Member of the U.S. House of Representatives from Maryland's 1st district
- In office March 4, 1845 – March 3, 1849
- Preceded by: John Causin
- Succeeded by: Richard Bowie

37th President of the Maryland Senate
- In office 1833–1836
- Preceded by: Thomas Sappington
- Succeeded by: Richard Thomas

Member of the Maryland Senate
- In office 1832–1836

31st, 33rd, and 46th Speaker of the Maryland House of Representatives
- In office 1844
- Preceded by: William H. Watson
- Succeeded by: William S. Waters
- In office December 1827 – December 1828
- Preceded by: James W. McCulloh
- Succeeded by: Francis Thomas
- In office 1826
- Preceded by: Benedict Joseph Semmes
- Succeeded by: James W. McCulloh

Member of the Maryland House of Delegates
- In office 1843–1844
- In office 1824–1832

Personal details
- Born: John Grant Chapman July 5, 1798 La Plata, Maryland, U.S.
- Died: December 10, 1856 (aged 58) Charles County, Maryland, U.S.
- Children: Andrew G. Chapman
- Education: Yale College

= John G. Chapman =

American politician

John Grant Chapman (July 5, 1798 - December 10, 1856) was an American politician.

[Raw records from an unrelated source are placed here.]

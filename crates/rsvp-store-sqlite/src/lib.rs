//! SQLite backend for the RSVP record store.
//!
//! Wraps [`tokio_rusqlite`] so all database access runs on a dedicated thread
//! without blocking the async runtime.

mod encode;
mod schema;
mod store;

pub mod error;

pub use error::{Error, Result};
pub use store::SqliteStore;

#[cfg(test)]
mod tests;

Chapman was born in La Plata, Maryland, and was tutored at home. He attended a college in Pennsylvania in 1812 and 1813, and graduated from Yale College in 1817. He studied law, was admitted to the bar in 1819, and commenced practice at Port Tobacco, Maryland. He also held an interest in agricultural pursuits.

Chapman served as a member of the Maryland House of Delegates from 1824 to 1832 and from 1843 to 1844, serving as Speaker of the House from 1826 to 1829 and again in 1844. He served as a member of the Maryland State Senate from 1832 to 1836, and served as President of the Senate from 1833 to 1836. He also served in the State militia, and was an unsuccessful candidate for Governor of Maryland in 1844.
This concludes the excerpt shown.